_How to complete this task_
Among the lines below, which ones contain the word "pitch"? Copy every such line.

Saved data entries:
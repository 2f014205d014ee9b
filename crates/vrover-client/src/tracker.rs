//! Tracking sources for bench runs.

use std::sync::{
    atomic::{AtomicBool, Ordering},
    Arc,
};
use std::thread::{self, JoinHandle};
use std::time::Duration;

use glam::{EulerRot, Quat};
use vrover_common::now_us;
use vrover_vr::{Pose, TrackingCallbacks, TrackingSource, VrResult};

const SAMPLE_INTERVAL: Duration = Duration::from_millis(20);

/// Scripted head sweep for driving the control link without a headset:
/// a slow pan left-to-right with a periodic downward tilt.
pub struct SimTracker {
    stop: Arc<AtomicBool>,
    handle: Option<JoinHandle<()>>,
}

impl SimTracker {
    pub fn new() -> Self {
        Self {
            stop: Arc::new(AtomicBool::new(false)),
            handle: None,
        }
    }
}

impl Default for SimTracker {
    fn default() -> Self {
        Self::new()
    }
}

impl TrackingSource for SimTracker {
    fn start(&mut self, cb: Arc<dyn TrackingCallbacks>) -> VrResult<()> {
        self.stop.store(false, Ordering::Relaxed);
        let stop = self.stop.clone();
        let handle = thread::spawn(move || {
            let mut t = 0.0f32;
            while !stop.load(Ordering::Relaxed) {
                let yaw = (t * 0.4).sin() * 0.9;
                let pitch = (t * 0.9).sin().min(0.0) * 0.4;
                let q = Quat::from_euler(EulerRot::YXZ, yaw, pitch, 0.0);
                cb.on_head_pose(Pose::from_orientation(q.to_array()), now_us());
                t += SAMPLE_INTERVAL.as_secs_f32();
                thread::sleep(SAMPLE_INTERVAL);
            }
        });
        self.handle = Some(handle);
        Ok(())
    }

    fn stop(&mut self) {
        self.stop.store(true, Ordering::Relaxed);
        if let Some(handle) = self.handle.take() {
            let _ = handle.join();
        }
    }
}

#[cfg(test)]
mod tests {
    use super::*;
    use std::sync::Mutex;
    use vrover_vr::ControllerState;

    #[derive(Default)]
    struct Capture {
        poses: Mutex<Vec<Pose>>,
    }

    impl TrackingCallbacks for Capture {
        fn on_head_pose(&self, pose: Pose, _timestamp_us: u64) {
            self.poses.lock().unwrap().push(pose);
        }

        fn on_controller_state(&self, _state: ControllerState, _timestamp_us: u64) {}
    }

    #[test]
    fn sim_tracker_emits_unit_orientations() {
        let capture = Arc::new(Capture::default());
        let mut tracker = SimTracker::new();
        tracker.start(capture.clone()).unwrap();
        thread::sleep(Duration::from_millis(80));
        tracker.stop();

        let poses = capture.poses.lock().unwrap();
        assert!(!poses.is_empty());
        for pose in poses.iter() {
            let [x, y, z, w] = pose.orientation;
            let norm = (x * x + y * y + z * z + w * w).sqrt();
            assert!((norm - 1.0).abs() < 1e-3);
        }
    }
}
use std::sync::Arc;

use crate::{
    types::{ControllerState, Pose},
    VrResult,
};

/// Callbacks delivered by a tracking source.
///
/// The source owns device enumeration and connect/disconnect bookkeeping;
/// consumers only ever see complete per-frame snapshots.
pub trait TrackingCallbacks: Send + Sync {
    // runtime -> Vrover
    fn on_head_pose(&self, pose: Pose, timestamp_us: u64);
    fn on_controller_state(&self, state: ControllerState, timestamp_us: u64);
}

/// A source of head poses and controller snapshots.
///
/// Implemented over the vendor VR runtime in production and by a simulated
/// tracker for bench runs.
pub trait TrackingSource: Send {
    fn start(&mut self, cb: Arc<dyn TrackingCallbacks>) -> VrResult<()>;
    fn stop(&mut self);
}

_Finished task_
                let pitch = (t * 0.9).sin().min(0.0) * 0.4;
                let q = Quat::from_euler(EulerRot::YXZ, yaw, pitch, 0.0);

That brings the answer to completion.